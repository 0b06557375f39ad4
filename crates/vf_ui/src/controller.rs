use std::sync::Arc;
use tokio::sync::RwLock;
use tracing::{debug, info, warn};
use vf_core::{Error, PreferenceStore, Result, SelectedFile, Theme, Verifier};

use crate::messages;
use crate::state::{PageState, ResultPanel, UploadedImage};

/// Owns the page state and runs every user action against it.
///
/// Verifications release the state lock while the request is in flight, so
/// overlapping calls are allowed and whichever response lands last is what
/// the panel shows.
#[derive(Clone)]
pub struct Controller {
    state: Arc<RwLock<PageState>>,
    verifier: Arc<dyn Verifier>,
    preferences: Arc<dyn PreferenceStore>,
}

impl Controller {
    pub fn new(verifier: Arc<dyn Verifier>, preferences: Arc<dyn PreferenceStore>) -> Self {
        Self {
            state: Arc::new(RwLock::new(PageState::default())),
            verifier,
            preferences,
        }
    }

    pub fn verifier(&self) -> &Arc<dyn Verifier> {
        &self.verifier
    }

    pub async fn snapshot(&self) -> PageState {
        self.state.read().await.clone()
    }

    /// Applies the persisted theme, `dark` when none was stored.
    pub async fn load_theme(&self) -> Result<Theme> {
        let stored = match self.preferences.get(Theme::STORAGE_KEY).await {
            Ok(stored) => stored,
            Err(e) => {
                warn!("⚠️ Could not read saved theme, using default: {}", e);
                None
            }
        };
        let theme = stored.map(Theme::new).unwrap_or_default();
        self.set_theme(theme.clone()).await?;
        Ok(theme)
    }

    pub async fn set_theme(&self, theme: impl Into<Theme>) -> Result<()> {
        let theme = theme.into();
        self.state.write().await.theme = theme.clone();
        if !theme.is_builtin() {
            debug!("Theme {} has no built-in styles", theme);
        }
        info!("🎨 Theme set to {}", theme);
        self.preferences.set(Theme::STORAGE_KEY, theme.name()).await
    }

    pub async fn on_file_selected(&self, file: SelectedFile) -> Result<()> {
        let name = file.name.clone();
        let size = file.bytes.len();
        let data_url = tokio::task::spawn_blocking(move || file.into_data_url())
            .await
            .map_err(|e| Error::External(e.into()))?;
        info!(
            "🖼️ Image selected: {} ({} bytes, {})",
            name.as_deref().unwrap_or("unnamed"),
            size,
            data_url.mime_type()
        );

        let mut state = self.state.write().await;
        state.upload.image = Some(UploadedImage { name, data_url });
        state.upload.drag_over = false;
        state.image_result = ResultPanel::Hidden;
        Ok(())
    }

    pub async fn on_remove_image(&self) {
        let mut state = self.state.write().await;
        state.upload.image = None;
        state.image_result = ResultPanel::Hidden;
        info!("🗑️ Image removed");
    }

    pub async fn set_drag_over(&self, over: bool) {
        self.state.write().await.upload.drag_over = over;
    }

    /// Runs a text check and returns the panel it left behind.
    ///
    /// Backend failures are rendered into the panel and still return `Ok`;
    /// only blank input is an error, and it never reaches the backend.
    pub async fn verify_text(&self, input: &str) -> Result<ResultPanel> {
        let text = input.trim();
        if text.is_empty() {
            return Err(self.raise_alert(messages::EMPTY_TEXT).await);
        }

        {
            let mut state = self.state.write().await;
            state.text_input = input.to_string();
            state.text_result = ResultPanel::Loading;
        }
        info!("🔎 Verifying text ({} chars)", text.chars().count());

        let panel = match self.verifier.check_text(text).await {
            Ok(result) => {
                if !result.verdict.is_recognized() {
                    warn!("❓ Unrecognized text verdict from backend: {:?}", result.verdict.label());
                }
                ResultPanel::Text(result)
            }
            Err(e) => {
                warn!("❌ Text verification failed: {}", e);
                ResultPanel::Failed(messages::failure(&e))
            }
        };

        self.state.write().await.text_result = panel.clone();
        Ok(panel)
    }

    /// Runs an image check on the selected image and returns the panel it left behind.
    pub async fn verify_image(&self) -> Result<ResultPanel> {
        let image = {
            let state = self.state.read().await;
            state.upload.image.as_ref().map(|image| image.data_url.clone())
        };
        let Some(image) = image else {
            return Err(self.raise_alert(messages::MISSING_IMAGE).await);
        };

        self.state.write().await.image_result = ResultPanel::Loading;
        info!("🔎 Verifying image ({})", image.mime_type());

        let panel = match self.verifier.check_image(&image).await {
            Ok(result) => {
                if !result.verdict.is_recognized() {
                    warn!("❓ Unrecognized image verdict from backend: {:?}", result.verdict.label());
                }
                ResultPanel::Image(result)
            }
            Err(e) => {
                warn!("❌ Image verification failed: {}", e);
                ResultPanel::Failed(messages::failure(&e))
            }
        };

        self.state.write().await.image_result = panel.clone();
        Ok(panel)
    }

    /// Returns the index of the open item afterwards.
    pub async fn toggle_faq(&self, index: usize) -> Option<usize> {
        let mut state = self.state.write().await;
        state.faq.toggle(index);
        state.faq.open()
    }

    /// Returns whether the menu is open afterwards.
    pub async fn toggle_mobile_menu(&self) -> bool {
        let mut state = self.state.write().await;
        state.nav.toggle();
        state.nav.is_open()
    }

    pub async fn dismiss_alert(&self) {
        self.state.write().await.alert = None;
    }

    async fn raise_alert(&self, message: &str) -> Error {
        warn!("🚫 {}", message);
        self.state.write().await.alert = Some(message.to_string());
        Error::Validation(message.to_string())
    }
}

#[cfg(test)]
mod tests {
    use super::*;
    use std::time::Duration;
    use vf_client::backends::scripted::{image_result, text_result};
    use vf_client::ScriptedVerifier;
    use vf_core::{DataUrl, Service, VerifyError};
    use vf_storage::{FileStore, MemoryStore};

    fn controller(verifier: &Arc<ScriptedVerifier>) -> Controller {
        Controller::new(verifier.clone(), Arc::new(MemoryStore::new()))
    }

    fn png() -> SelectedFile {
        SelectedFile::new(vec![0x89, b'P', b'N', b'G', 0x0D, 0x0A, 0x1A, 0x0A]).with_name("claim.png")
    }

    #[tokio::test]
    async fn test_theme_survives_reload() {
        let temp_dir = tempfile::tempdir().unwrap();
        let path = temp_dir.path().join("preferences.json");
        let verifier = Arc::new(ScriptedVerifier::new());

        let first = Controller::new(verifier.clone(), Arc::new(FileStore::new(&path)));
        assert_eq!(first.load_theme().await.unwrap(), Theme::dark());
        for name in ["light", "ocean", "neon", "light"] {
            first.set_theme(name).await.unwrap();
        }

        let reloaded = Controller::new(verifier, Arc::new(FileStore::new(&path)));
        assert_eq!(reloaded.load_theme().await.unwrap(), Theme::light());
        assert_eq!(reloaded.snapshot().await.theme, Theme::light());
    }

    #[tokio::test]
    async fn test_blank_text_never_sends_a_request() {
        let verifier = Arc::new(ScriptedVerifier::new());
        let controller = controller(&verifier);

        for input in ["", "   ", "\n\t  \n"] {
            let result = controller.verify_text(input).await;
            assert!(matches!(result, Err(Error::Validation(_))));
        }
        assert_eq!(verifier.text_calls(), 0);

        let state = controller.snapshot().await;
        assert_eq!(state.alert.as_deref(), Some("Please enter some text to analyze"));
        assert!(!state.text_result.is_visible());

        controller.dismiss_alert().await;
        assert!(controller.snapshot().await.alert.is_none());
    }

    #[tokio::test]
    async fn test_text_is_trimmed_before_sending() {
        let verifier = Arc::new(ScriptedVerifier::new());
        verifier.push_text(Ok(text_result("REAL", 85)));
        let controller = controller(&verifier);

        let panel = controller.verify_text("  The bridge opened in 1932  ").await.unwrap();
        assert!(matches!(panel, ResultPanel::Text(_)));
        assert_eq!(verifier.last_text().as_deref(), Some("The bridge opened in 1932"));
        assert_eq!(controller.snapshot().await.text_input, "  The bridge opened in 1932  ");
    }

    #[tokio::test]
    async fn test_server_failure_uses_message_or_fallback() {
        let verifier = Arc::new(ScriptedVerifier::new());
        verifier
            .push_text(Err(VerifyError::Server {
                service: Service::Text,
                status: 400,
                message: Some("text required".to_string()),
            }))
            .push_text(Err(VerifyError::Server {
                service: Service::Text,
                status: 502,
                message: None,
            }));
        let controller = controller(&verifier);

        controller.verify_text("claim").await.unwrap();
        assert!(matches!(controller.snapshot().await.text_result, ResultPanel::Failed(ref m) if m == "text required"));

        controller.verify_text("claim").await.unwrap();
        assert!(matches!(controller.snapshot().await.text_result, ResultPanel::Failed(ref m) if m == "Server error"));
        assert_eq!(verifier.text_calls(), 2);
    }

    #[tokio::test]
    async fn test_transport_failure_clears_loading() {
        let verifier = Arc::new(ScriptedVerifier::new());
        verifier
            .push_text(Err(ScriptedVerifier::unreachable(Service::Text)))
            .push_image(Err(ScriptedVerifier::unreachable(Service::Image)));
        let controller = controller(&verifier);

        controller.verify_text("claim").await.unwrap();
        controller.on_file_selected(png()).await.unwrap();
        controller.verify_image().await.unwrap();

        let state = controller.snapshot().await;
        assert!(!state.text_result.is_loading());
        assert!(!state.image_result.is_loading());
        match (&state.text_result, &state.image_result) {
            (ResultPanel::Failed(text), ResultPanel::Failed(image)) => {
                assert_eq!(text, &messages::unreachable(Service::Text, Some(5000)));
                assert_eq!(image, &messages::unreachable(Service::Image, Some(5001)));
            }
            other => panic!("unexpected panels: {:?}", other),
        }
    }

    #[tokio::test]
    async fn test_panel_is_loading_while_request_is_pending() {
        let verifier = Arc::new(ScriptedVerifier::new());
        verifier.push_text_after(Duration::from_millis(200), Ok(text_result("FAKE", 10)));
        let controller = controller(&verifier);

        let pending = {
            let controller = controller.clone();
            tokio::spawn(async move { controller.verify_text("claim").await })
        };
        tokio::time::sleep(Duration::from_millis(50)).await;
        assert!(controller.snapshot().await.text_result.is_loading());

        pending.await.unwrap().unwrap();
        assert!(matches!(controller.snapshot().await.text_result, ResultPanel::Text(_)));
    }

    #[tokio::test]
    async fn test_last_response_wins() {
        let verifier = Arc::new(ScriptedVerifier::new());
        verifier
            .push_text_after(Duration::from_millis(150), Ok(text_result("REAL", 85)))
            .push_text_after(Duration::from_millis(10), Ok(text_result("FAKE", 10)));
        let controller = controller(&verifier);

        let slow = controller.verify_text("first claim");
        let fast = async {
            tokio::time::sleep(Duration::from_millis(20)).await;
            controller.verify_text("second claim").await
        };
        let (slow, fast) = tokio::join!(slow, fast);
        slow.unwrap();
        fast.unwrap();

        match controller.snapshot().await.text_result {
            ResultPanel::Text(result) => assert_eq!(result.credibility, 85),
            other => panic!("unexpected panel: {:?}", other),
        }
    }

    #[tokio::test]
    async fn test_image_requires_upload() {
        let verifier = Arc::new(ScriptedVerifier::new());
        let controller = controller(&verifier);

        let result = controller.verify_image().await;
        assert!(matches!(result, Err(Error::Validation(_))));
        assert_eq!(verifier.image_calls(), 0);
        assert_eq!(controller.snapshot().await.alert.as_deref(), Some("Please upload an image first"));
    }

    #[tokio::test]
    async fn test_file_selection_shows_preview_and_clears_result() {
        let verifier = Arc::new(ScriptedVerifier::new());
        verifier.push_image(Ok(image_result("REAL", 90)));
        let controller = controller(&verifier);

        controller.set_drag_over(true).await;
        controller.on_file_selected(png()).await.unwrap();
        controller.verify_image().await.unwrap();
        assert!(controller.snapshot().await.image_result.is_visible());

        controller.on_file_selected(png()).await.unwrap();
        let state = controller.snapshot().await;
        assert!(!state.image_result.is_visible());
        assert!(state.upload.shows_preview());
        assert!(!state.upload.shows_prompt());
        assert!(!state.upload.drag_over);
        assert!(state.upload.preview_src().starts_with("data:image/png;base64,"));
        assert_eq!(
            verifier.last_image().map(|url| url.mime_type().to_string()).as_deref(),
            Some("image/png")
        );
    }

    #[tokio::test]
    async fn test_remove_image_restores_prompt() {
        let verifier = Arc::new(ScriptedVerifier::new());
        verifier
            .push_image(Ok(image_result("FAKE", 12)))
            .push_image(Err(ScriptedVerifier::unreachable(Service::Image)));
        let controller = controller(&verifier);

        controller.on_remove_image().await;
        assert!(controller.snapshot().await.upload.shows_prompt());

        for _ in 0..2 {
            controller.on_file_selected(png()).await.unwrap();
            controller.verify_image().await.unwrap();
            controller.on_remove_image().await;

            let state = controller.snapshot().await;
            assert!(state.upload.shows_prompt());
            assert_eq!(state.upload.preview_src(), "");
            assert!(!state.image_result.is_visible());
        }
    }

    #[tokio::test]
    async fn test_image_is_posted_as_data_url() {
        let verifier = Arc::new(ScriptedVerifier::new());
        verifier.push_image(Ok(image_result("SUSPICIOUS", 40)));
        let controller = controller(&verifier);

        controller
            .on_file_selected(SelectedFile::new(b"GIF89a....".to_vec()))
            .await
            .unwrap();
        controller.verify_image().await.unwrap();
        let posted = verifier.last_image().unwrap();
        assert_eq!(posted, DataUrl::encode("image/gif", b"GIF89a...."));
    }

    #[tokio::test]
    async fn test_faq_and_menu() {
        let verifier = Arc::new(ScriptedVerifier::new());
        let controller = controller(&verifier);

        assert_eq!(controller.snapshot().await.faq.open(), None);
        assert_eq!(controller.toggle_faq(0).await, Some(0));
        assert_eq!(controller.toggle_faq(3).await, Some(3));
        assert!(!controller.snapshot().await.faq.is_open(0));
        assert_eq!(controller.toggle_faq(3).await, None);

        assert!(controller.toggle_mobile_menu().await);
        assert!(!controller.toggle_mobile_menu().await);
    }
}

════

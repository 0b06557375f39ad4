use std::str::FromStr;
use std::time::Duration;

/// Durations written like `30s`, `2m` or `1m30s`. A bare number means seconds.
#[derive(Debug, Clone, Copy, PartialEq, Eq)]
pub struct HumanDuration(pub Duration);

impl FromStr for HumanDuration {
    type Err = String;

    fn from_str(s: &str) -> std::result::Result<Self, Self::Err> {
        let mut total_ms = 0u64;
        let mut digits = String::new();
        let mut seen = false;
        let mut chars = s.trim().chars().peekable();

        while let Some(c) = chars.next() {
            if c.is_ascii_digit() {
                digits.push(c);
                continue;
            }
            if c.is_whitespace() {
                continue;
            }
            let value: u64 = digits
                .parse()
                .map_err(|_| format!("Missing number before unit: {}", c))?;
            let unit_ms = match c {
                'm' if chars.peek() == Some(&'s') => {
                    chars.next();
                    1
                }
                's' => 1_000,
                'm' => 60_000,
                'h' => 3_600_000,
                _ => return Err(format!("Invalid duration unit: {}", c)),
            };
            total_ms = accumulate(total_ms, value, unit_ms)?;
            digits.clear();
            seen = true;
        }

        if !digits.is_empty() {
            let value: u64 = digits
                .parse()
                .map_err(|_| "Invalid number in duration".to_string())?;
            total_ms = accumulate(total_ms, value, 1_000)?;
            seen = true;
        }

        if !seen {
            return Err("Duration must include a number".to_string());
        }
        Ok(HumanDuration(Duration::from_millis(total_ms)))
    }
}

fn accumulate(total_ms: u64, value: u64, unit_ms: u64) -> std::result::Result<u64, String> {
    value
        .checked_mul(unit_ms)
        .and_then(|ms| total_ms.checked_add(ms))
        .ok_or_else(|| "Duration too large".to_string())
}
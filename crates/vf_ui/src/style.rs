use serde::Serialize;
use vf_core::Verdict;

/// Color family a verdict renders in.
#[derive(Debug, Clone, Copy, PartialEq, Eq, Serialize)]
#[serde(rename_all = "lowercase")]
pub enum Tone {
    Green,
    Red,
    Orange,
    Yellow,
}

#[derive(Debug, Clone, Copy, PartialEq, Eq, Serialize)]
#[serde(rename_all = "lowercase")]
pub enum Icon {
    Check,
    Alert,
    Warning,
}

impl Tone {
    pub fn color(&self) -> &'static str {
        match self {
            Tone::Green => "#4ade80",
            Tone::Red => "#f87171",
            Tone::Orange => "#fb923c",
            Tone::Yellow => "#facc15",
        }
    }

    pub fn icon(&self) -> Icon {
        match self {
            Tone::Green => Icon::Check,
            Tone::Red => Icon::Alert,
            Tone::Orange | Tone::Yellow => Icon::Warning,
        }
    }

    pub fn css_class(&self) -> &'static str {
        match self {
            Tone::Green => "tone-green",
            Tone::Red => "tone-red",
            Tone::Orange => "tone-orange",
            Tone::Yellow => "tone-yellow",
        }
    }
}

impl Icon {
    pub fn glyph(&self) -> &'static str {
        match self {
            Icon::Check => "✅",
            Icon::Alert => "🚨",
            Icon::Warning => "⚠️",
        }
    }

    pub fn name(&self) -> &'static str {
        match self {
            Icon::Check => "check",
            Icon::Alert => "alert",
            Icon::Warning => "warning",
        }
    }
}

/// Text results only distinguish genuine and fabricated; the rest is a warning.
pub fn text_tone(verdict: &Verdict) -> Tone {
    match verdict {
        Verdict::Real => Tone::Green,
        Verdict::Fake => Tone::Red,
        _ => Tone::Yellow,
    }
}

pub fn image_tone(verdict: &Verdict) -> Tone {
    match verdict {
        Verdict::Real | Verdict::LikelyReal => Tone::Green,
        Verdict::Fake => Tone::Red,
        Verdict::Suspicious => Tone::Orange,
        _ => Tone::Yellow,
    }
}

════

- YOUR INSTRUCTIONS
Scan the listing for "fast" and copy out each line that has it.

- REPLY
        let fast = async {
        let (slow, fast) = tokio::join!(slow, fast);
        fast.unwrap();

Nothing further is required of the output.